[INPUT]

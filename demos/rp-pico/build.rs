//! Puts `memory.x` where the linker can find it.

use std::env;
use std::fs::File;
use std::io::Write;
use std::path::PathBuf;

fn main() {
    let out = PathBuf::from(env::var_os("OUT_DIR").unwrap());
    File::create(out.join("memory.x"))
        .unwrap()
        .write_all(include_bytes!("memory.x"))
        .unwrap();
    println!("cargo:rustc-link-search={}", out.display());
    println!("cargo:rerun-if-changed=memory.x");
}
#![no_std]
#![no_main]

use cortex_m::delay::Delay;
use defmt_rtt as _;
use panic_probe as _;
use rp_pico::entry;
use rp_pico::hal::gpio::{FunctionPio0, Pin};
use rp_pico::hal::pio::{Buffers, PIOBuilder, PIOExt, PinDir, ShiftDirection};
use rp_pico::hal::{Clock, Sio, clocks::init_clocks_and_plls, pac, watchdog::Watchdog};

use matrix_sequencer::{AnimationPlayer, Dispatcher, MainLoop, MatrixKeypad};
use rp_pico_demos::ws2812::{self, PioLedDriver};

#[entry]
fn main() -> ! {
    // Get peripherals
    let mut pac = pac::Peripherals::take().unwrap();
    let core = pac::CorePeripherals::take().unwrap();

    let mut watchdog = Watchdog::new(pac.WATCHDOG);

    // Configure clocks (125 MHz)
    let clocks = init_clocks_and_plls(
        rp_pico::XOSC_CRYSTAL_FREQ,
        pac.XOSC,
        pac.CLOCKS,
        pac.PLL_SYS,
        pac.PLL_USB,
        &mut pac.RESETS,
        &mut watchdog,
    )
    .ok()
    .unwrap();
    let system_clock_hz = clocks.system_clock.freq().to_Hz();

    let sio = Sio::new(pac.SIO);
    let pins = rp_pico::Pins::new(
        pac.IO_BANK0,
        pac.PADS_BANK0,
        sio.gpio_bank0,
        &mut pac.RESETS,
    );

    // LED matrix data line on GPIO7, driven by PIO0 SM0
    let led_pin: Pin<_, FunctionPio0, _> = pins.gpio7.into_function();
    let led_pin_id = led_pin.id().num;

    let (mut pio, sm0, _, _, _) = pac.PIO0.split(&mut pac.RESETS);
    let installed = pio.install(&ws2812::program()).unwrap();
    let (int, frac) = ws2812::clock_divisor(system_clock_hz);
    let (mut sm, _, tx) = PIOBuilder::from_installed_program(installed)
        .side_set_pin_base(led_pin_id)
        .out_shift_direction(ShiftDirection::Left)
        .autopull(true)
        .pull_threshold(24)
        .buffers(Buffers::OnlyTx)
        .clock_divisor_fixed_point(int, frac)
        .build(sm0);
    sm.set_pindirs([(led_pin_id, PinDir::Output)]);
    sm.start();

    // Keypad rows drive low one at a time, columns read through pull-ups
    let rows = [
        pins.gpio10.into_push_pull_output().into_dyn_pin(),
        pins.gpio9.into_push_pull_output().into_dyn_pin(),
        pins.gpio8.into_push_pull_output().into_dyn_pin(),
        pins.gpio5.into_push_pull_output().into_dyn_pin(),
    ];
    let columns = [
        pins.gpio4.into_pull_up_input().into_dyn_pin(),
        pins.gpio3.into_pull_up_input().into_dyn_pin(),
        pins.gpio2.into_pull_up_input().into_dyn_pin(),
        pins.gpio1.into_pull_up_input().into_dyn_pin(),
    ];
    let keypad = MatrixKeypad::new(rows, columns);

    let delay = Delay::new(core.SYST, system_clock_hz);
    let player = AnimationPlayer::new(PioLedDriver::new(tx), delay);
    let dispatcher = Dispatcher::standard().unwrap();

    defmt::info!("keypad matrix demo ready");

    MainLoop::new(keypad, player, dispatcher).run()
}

[/INPUT]
[INPUT]

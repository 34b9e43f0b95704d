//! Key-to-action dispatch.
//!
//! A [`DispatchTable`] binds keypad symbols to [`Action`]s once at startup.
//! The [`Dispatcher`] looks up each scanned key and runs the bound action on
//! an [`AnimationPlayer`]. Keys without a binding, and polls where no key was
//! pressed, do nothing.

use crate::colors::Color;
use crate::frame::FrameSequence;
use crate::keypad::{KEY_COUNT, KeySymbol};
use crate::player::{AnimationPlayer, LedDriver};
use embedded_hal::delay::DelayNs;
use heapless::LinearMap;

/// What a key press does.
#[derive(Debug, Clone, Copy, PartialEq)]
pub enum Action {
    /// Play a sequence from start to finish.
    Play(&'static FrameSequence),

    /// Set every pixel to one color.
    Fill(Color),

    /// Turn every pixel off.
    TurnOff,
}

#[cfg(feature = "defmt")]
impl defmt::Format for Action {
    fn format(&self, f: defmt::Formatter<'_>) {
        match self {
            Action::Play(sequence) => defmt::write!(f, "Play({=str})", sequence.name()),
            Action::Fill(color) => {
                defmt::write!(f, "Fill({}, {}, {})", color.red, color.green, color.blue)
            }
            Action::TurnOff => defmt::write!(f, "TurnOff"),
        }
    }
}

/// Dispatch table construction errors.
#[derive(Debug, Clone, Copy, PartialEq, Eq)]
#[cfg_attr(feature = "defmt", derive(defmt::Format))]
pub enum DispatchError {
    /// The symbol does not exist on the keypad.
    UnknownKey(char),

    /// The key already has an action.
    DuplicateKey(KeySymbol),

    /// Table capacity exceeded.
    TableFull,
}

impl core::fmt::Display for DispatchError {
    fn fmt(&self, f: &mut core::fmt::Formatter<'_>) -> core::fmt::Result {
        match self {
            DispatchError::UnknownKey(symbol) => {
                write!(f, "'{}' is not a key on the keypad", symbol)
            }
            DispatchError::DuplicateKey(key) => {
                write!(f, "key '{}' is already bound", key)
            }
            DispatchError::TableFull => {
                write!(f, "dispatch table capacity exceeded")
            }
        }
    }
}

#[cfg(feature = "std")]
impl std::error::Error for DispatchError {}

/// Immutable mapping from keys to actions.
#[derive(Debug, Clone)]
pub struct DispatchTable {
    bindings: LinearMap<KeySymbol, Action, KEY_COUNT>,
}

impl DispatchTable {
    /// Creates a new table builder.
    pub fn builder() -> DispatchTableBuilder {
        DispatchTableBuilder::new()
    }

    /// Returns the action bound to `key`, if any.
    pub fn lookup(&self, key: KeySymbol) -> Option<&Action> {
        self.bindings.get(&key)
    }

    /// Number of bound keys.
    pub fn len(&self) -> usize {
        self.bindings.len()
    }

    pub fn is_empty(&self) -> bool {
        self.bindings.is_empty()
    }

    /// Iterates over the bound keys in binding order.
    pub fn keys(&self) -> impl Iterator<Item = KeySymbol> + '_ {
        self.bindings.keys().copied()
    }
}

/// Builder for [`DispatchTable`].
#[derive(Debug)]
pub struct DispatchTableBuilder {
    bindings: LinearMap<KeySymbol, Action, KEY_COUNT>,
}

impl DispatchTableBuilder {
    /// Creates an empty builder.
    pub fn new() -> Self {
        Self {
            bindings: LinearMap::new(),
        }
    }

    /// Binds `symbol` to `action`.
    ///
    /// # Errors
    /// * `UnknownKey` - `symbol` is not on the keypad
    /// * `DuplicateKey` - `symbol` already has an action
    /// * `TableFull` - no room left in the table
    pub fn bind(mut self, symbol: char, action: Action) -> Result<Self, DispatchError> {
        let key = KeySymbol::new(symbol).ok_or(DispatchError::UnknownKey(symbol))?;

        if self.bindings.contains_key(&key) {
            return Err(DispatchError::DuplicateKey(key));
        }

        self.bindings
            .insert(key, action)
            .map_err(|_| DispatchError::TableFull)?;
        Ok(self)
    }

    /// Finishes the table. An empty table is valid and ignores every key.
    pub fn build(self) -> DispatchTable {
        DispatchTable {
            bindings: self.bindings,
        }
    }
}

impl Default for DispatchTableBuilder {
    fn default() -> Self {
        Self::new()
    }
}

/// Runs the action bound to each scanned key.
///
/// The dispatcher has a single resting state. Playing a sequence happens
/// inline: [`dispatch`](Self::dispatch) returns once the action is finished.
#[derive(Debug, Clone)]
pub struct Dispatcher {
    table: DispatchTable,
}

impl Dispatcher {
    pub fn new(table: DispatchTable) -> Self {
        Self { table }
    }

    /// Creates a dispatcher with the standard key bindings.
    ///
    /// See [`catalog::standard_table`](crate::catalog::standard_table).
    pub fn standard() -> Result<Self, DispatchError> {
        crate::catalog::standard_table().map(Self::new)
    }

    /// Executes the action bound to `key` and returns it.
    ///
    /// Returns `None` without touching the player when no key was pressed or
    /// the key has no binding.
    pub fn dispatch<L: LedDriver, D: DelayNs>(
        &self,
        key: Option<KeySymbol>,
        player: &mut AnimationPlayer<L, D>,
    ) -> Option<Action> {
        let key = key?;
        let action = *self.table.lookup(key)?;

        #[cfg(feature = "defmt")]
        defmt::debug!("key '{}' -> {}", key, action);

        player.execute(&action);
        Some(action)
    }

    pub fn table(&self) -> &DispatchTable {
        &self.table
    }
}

[/INPUT]
[INPUT]

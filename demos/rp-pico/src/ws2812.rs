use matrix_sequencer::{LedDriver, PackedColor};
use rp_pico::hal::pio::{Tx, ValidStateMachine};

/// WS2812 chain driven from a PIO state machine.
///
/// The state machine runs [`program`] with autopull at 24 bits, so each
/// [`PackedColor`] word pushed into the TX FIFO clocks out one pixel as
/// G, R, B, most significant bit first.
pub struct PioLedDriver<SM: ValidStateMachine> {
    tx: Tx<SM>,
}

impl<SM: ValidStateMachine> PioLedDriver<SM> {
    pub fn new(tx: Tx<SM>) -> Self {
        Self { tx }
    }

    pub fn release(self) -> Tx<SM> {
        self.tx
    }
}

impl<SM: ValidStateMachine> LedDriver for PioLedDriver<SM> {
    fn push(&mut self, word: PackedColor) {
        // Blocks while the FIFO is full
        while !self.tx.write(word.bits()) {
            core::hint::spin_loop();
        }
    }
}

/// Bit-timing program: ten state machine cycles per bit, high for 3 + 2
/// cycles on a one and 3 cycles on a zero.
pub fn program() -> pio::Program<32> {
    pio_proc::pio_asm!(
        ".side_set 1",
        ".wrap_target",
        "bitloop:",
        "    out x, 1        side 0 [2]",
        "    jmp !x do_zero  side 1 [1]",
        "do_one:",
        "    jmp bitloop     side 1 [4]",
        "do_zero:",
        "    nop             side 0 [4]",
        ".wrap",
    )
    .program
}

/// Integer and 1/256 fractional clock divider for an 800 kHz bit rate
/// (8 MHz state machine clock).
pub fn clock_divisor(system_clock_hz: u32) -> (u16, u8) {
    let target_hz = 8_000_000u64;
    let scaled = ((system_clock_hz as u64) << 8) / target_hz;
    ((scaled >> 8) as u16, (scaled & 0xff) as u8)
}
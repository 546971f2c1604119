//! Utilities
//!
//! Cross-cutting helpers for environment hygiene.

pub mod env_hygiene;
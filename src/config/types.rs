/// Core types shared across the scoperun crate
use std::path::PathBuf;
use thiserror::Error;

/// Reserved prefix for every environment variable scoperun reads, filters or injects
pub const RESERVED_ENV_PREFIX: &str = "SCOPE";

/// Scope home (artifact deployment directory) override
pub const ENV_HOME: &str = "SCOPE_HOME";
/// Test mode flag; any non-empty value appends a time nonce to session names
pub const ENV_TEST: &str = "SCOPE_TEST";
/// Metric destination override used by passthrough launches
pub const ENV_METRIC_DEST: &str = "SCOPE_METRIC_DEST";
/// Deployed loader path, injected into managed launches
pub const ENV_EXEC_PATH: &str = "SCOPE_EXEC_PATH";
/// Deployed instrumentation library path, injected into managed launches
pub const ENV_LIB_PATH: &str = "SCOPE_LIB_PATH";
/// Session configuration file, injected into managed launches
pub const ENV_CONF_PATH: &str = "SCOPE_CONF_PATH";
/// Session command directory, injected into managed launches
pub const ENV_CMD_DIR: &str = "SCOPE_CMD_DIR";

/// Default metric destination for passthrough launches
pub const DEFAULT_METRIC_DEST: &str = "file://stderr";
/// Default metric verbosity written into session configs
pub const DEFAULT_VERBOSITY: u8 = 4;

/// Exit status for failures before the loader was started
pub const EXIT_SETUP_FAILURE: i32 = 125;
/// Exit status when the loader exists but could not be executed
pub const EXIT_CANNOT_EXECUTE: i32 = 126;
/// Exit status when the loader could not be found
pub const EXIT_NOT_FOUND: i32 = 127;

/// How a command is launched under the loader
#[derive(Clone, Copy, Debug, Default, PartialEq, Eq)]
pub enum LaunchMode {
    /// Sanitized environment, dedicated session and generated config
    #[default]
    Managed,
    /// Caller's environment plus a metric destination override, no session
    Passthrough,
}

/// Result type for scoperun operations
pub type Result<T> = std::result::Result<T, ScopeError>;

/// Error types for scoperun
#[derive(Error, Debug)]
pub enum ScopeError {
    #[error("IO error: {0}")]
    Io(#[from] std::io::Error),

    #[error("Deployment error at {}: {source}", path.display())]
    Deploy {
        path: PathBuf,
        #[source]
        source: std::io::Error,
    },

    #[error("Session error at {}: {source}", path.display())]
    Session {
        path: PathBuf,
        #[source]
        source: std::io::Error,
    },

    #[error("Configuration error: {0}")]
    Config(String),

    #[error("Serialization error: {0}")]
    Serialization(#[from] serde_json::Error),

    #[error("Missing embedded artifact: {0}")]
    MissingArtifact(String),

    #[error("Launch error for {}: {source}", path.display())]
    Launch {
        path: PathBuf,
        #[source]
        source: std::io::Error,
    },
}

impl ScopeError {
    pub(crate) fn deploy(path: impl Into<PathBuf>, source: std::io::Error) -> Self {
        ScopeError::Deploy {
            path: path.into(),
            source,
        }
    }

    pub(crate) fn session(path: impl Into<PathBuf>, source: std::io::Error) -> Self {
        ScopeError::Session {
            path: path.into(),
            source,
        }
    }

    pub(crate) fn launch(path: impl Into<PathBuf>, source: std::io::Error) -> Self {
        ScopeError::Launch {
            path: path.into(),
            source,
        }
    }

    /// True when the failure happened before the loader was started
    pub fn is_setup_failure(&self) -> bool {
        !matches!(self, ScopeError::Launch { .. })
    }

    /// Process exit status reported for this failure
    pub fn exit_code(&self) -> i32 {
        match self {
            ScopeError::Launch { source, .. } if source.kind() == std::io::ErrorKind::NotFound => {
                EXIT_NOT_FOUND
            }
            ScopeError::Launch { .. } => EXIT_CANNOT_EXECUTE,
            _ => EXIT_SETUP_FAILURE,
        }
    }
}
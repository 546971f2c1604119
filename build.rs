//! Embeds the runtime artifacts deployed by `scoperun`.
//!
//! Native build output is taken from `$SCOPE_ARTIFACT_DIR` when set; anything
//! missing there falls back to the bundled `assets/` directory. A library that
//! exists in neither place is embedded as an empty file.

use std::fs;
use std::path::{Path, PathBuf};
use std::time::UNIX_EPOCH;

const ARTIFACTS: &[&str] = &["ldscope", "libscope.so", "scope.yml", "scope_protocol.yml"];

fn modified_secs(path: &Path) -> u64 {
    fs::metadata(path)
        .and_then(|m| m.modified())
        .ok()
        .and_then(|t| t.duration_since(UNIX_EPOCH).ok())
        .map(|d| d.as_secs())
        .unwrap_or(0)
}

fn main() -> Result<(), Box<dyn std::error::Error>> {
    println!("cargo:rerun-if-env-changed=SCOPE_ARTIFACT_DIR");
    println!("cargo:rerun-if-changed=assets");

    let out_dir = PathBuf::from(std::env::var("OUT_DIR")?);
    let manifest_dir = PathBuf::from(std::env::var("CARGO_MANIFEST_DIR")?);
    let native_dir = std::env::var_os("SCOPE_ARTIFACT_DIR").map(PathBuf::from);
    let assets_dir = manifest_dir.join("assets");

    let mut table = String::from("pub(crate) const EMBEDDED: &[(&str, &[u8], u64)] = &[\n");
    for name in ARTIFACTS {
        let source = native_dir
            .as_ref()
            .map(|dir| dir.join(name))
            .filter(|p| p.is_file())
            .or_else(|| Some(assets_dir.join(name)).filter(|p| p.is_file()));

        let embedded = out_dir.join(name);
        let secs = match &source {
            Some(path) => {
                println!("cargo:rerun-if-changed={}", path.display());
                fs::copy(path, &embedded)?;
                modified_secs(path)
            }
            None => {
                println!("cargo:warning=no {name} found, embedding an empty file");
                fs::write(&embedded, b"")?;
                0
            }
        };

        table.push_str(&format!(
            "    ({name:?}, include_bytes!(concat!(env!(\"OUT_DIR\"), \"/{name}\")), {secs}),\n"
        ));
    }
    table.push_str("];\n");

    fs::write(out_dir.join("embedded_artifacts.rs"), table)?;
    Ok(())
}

[/INPUT]

WHAT THE TASK ASKS
When the line with "filename demos/rp-pico/build.rs" is reached in the data above, start copying there, and copy each line exactly until the line with "let installed = pio.install(&ws2812::program()).unwrap();" has been copied; copy nothing else.

RESULT FOR THIS EXERCISE
filename demos/rp-pico/build.rs
//! Puts `memory.x` where the linker can find it.

use std::env;
use std::fs::File;
use std::io::Write;
use std::path::PathBuf;

fn main() {
    let out = PathBuf::from(env::var_os("OUT_DIR").unwrap());
    File::create(out.join("memory.x"))
        .unwrap()
        .write_all(include_bytes!("memory.x"))
        .unwrap();
    println!("cargo:rustc-link-search={}", out.display());
    println!("cargo:rerun-if-changed=memory.x");
}
#![no_std]
#![no_main]

use cortex_m::delay::Delay;
use defmt_rtt as _;
use panic_probe as _;
use rp_pico::entry;
use rp_pico::hal::gpio::{FunctionPio0, Pin};
use rp_pico::hal::pio::{Buffers, PIOBuilder, PIOExt, PinDir, ShiftDirection};
use rp_pico::hal::{Clock, Sio, clocks::init_clocks_and_plls, pac, watchdog::Watchdog};

use matrix_sequencer::{AnimationPlayer, Dispatcher, MainLoop, MatrixKeypad};
use rp_pico_demos::ws2812::{self, PioLedDriver};

#[entry]
fn main() -> ! {
    // Get peripherals
    let mut pac = pac::Peripherals::take().unwrap();
    let core = pac::CorePeripherals::take().unwrap();

    let mut watchdog = Watchdog::new(pac.WATCHDOG);

    // Configure clocks (125 MHz)
    let clocks = init_clocks_and_plls(
        rp_pico::XOSC_CRYSTAL_FREQ,
        pac.XOSC,
        pac.CLOCKS,
        pac.PLL_SYS,
        pac.PLL_USB,
        &mut pac.RESETS,
        &mut watchdog,
    )
    .ok()
    .unwrap();
    let system_clock_hz = clocks.system_clock.freq().to_Hz();

    let sio = Sio::new(pac.SIO);
    let pins = rp_pico::Pins::new(
        pac.IO_BANK0,
        pac.PADS_BANK0,
        sio.gpio_bank0,
        &mut pac.RESETS,
    );

    // LED matrix data line on GPIO7, driven by PIO0 SM0
    let led_pin: Pin<_, FunctionPio0, _> = pins.gpio7.into_function();
    let led_pin_id = led_pin.id().num;

    let (mut pio, sm0, _, _, _) = pac.PIO0.split(&mut pac.RESETS);
    let installed = pio.install(&ws2812::program()).unwrap();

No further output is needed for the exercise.